En ce moment la porte de l’appartement s’ouvrit, et le templier se présenta : son aspect était effrayant ; sa riche armure était brisée et couverte de sang, et le panache qui ombrageait son casque, à demi brûlé, tombait en lambeaux.

« Enfin je te retrouve ! dit-il à Rébecca. Tu vois que je tiens la promesse que je t’ai faite de partager avec toi la bonne et la mauvaise fortune. Un seul passage est libre encore : c’est par là qu’il faut fuir ensemble. J’ai lutté contre mille obstacles pour venir te le montrer. Lève-toi, suis-moi à l’instant.

— Seule ? répondit Rébecca : non, je ne te suivrai point : mais si tu es né d’une femme, si tu as la moindre étincelle d’humanité, si ton cœur n’est pas aussi dur que la cuirasse qui te couvre, sauve mon vieux père, sauve ce chevalier blessé.
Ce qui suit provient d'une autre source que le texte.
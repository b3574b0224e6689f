//! Cross-run cache of computed arrays
//!
//! One JSON file per `(variable, period, branch)` under a directory, plus a
//! `versions.json` recording the engine and country package versions that
//! produced them. Opening the cache with different versions wipes it.
//! Simulations open one directory per population, and an array whose length
//! does not match the population is never served.

use std::fs;
use std::path::{Path, PathBuf};

use serde::{Deserialize, Serialize};

use crate::arrays::Array;
use crate::errors::StorageError;
use crate::periods::Period;
use crate::storage::{read_json, write_json, StoredArray};
use crate::variables::Variable;

const VERSIONS_FILE: &str = "versions.json";

#[derive(Debug, Clone, PartialEq, Eq, Serialize, Deserialize)]
struct Versions {
    core_version: String,
    country_version: String,
}

#[derive(Debug)]
pub struct MacroCache {
    dir: PathBuf,
    versions: Versions,
}

impl MacroCache {
    /// Open `dir`, clearing it if it was written by other versions
    pub fn open(
        dir: impl Into<PathBuf>,
        core_version: &str,
        country_version: &str,
    ) -> Result<Self, StorageError> {
        let dir = dir.into();
        fs::create_dir_all(&dir).map_err(|source| StorageError::Io {
            path: dir.clone(),
            source,
        })?;
        let cache = Self {
            dir,
            versions: Versions {
                core_version: core_version.to_string(),
                country_version: country_version.to_string(),
            },
        };
        let versions_path = cache.dir.join(VERSIONS_FILE);
        let stored: Option<Versions> = if versions_path.exists() {
            read_json(&versions_path).ok()
        } else {
            None
        };
        match stored {
            Some(stored) if stored == cache.versions => {}
            Some(stored) => {
                log::warn!(
                    "macro cache at {} was built by {}/{}, resetting for {}/{}",
                    cache.dir.display(),
                    stored.core_version,
                    stored.country_version,
                    core_version,
                    country_version
                );
                cache.clear()?;
            }
            None => cache.clear()?,
        }
        Ok(cache)
    }

    pub fn dir(&self) -> &Path {
        &self.dir
    }

    fn file(&self, variable: &str, period: Period, branch: &str) -> PathBuf {
        self.dir.join(format!("{}_{}_{}.json", variable, period, branch))
    }

    /// Cached value of `variable`, if one of `count` members is stored
    pub fn get(
        &self,
        variable: &Variable,
        period: Period,
        branch: &str,
        count: usize,
    ) -> Result<Option<Array>, StorageError> {
        let path = self.file(&variable.name, period, branch);
        if !path.exists() {
            return Ok(None);
        }
        let stored: StoredArray = read_json(&path)?;
        let array = stored.into_array(variable.possible_values.as_ref());
        if array.len() != count {
            log::debug!(
                "ignoring cached {}@{}: {} values for {} members",
                variable.name,
                period,
                array.len(),
                count
            );
            return Ok(None);
        }
        Ok(Some(array))
    }

    pub fn set(&self, variable: &str, period: Period, branch: &str, value: &Array) -> Result<(), StorageError> {
        write_json(&self.file(variable, period, branch), &StoredArray::from_array(value))
    }

    /// Remove every cached array and stamp the current versions
    pub fn clear(&self) -> Result<(), StorageError> {
        let io = |source| StorageError::Io {
            path: self.dir.clone(),
            source,
        };
        for entry in fs::read_dir(&self.dir).map_err(io)? {
            let path = entry.map_err(io)?.path();
            if path.extension().is_some_and(|ext| ext == "json") {
                fs::remove_file(&path).map_err(|source| StorageError::Io { path, source })?;
            }
        }
        write_json(&self.dir.join(VERSIONS_FILE), &self.versions)
    }
}
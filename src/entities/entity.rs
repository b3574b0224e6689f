//! Entity and role definitions

use serde::{Deserialize, Serialize};

/// The relation between a person and the group they belong to
#[derive(Debug, Clone, PartialEq, Eq, Serialize, Deserialize)]
pub struct Role {
    /// Singular key, e.g. `parent`
    pub key: String,

    /// Plural key used in situations, e.g. `parents`
    #[serde(default)]
    pub plural: Option<String>,

    #[serde(default)]
    pub label: Option<String>,

    /// Maximum number of persons holding this role in one group
    #[serde(default)]
    pub max: Option<usize>,
}

impl Role {
    pub fn new(key: impl Into<String>, plural: Option<&str>) -> Self {
        Self {
            key: key.into(),
            plural: plural.map(str::to_string),
            label: None,
            max: None,
        }
    }

    pub fn with_max(mut self, max: usize) -> Self {
        self.max = Some(max);
        self
    }

    /// Key under which members with this role are listed in a situation
    pub fn situation_key(&self) -> &str {
        self.plural.as_deref().unwrap_or(&self.key)
    }
}

/// A kind of unit on which variables are defined
///
/// There is exactly one person entity per system; every other entity is a
/// group of persons with roles.
#[derive(Debug, Clone, PartialEq, Eq, Serialize, Deserialize)]
pub struct Entity {
    pub key: String,
    pub plural: String,

    #[serde(default)]
    pub label: String,

    #[serde(default)]
    pub doc: String,

    pub is_person: bool,

    /// Roles, empty for the person entity
    #[serde(default)]
    pub roles: Vec<Role>,
}

impl Entity {
    pub fn person(key: impl Into<String>, plural: impl Into<String>) -> Self {
        Self {
            key: key.into(),
            plural: plural.into(),
            label: String::new(),
            doc: String::new(),
            is_person: true,
            roles: Vec::new(),
        }
    }

    pub fn group(key: impl Into<String>, plural: impl Into<String>, roles: Vec<Role>) -> Self {
        Self {
            key: key.into(),
            plural: plural.into(),
            label: String::new(),
            doc: String::new(),
            is_person: false,
            roles,
        }
    }

    pub fn with_label(mut self, label: impl Into<String>) -> Self {
        self.label = label.into();
        self
    }

    pub fn role_index(&self, key: &str) -> Option<usize> {
        self.roles
            .iter()
            .position(|r| r.key == key || r.plural.as_deref() == Some(key))
    }

    pub fn role(&self, key: &str) -> Option<&Role> {
        self.role_index(key).map(|i| &self.roles[i])
    }
}

#[cfg(test)]
mod tests {
    use super::*;

    #[test]
    fn test_role_lookup_by_key_or_plural() {
        let household = Entity::group(
            "household",
            "households",
            vec![Role::new("parent", Some("parents")).with_max(2), Role::new("child", Some("children"))],
        );
        assert_eq!(household.role_index("parent"), Some(0));
        assert_eq!(household.role_index("children"), Some(1));
        assert_eq!(household.role("parent").and_then(|r| r.max), Some(2));
        assert!(household.role("lodger").is_none());
    }

    #[test]
    fn test_situation_key_defaults_to_key() {
        assert_eq!(Role::new("member", None).situation_key(), "member");
        assert_eq!(Role::new("child", Some("children")).situation_key(), "children");
    }
}
//! Time-varying leaf parameters

use serde::{Deserialize, Serialize};
use serde_json::{Map, Value};

use crate::errors::ParameterError;
use crate::periods::{parse_instant, DateUnit, Instant, Period};

/// A legislated value
#[derive(Debug, Clone, PartialEq, Serialize, Deserialize)]
#[serde(untagged)]
pub enum ParameterValue {
    Bool(bool),
    Number(f64),
    Text(String),
}

impl ParameterValue {
    /// Numeric view; booleans count as 0 or 1
    pub fn as_f64(&self) -> Option<f64> {
        match self {
            ParameterValue::Number(n) => Some(*n),
            ParameterValue::Bool(b) => Some(if *b { 1.0 } else { 0.0 }),
            ParameterValue::Text(_) => None,
        }
    }

    pub fn as_bool(&self) -> Option<bool> {
        match self {
            ParameterValue::Bool(b) => Some(*b),
            ParameterValue::Number(n) => Some(*n != 0.0),
            ParameterValue::Text(_) => None,
        }
    }

    pub fn as_str(&self) -> Option<&str> {
        match self {
            ParameterValue::Text(s) => Some(s),
            _ => None,
        }
    }
}

impl From<f64> for ParameterValue {
    fn from(value: f64) -> Self {
        ParameterValue::Number(value)
    }
}

impl From<bool> for ParameterValue {
    fn from(value: bool) -> Self {
        ParameterValue::Bool(value)
    }
}

impl From<&str> for ParameterValue {
    fn from(value: &str) -> Self {
        ParameterValue::Text(value.to_string())
    }
}

/// One dated entry of a parameter
///
/// A `None` value means the parameter is undefined from this instant on.
#[derive(Debug, Clone, PartialEq, Serialize, Deserialize)]
pub struct ParameterAtInstant {
    pub instant: Instant,
    pub value: Option<ParameterValue>,
    #[serde(default, skip_serializing_if = "Map::is_empty")]
    pub metadata: Map<String, Value>,
}

impl ParameterAtInstant {
    pub fn new(instant: Instant, value: Option<ParameterValue>) -> Self {
        Self {
            instant,
            value,
            metadata: Map::new(),
        }
    }

    pub fn instant_str(&self) -> String {
        self.instant.to_string()
    }
}

/// A named leaf of the parameter tree
///
/// `values_list` is kept newest-first at all times.
#[derive(Debug, Clone, PartialEq)]
pub struct Parameter {
    pub name: String,
    pub description: Option<String>,
    pub metadata: Map<String, Value>,
    values_list: Vec<ParameterAtInstant>,
}

impl Parameter {
    /// Build from `(instant, value)` pairs in any order
    pub fn new(
        name: impl Into<String>,
        values: impl IntoIterator<Item = (Instant, Option<ParameterValue>)>,
    ) -> Self {
        let mut parameter = Self {
            name: name.into(),
            description: None,
            metadata: Map::new(),
            values_list: values
                .into_iter()
                .map(|(instant, value)| ParameterAtInstant::new(instant, value))
                .collect(),
        };
        parameter.sort_values();
        parameter
    }

    /// Convenience constructor for numeric series keyed by instant strings
    pub fn from_numbers(name: impl Into<String>, values: &[(&str, f64)]) -> Result<Self, ParameterError> {
        let name = name.into();
        let mut entries = Vec::with_capacity(values.len());
        for (instant_str, value) in values {
            let instant = parse_instant(instant_str).map_err(|e| ParameterError::Parsing {
                name: name.clone(),
                message: e.to_string(),
            })?;
            entries.push((instant, Some(ParameterValue::Number(*value))));
        }
        Ok(Self::new(name, entries))
    }

    /// Parse `{"values": {...}, "metadata": {...}}` or a bare `{instant: value}` map
    pub fn from_json(name: &str, data: &Value) -> Result<Self, ParameterError> {
        let parsing = |message: String| ParameterError::Parsing {
            name: name.to_string(),
            message,
        };
        let object = data
            .as_object()
            .ok_or_else(|| parsing("expected an object".to_string()))?;

        let (values, metadata, description) = match object.get("values") {
            Some(values) => (
                values
                    .as_object()
                    .ok_or_else(|| parsing("'values' must be an object".to_string()))?,
                object
                    .get("metadata")
                    .and_then(Value::as_object)
                    .cloned()
                    .unwrap_or_default(),
                object
                    .get("description")
                    .and_then(Value::as_str)
                    .map(str::to_string),
            ),
            None => (object, Map::new(), None),
        };

        let mut values_list = Vec::with_capacity(values.len());
        for (instant_str, raw) in values {
            let instant = parse_instant(instant_str).map_err(|e| parsing(e.to_string()))?;
            let (raw_value, entry_metadata) = match raw {
                Value::Object(entry) => (
                    entry.get("value").cloned().unwrap_or(Value::Null),
                    entry
                        .get("metadata")
                        .and_then(Value::as_object)
                        .cloned()
                        .unwrap_or_default(),
                ),
                other => (other.clone(), Map::new()),
            };
            let value = if raw_value.is_null() {
                None
            } else {
                Some(
                    serde_json::from_value::<ParameterValue>(raw_value).map_err(|e| {
                        parsing(format!("invalid value at {}: {}", instant_str, e))
                    })?,
                )
            };
            values_list.push(ParameterAtInstant {
                instant,
                value,
                metadata: entry_metadata,
            });
        }

        let mut parameter = Self {
            name: name.to_string(),
            description,
            metadata,
            values_list,
        };
        parameter.sort_values();
        Ok(parameter)
    }

    pub fn values_list(&self) -> &[ParameterAtInstant] {
        &self.values_list
    }

    /// Append entries, restoring newest-first order
    pub fn extend_values(&mut self, entries: impl IntoIterator<Item = ParameterAtInstant>) {
        self.values_list.extend(entries);
        self.sort_values();
    }

    pub(crate) fn sort_values(&mut self) {
        self.values_list.sort_by(|a, b| b.instant.cmp(&a.instant));
    }

    /// Most recent value not after `instant`
    pub fn get_at_instant(&self, instant: Instant) -> Option<&ParameterValue> {
        self.values_list
            .iter()
            .find(|entry| entry.instant <= instant)
            .and_then(|entry| entry.value.as_ref())
    }

    /// Numeric value at `instant`, if defined and numeric
    pub fn number_at(&self, instant: Instant) -> Option<f64> {
        self.get_at_instant(instant).and_then(ParameterValue::as_f64)
    }

    /// Newest entry instant
    pub fn latest_instant(&self) -> Option<Instant> {
        self.values_list.first().map(|entry| entry.instant)
    }

    /// Replace the value over a whole period
    pub fn update_period(&mut self, period: &Period, value: Option<ParameterValue>) {
        let stop = if period.is_eternity() {
            None
        } else {
            Some(period.stop())
        };
        let start = if period.is_eternity() {
            Instant::new(0, 1, 1).unwrap_or(Instant::MIN)
        } else {
            period.start()
        };
        self.update(start, stop, value);
    }

    /// Replace the value from `start` up to and including `stop`
    ///
    /// Entries after `stop` are kept, and the value in force at `stop` resumes the
    /// day after. A `None` stop makes the new value open-ended.
    pub fn update(&mut self, start: Instant, stop: Option<Instant>, value: Option<ParameterValue>) {
        let resume = stop.map(|s| s.offset(1, DateUnit::Day));
        let old_values = std::mem::take(&mut self.values_list);
        let mut new_values = Vec::with_capacity(old_values.len() + 2);
        let mut i = 0;
        let n = old_values.len();

        if let Some(resume) = resume {
            while i < n && old_values[i].instant >= resume {
                new_values.push(old_values[i].clone());
                i += 1;
            }
            let boundary_exists = new_values
                .last()
                .map(|entry: &ParameterAtInstant| entry.instant == resume)
                .unwrap_or(false);
            if !boundary_exists {
                let overlapped = if i < n { old_values[i].value.clone() } else { None };
                new_values.push(ParameterAtInstant::new(resume, overlapped));
            }
        }

        new_values.push(ParameterAtInstant::new(start, value));

        while i < n && old_values[i].instant >= start {
            i += 1;
        }
        new_values.extend(old_values[i..].iter().cloned());

        self.values_list = new_values;
    }

    /// Relative change between two instants, `value(end) / value(start) - 1`
    pub fn relative_change(&self, start: Instant, end: Instant) -> Option<f64> {
        let start_value = self.number_at(start)?;
        let end_value = self.number_at(end)?;
        if start_value == 0.0 {
            return None;
        }
        Some(end_value / start_value - 1.0)
    }
}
— Rébecca, » répondit le templier avec son sang-froid accoutumé, « un chevalier ne doit pas craindre la mort, qu’elle l’attende au milieu des flammes ou au milieu des combats ; quant à un juif, qui est-ce qui s’embarrasse de savoir où et comment il périra ?

— Guerrier farouche ! s’écria Rébecca, plutôt périr dans les flammes que te devoir mon salut !

— Il ne l’est pas accordé de choisir, Rébecca : déjà tu t’es tirée de mes mains ; nul mortel ne pourra jamais se vanter de s’en être tiré deux fois. »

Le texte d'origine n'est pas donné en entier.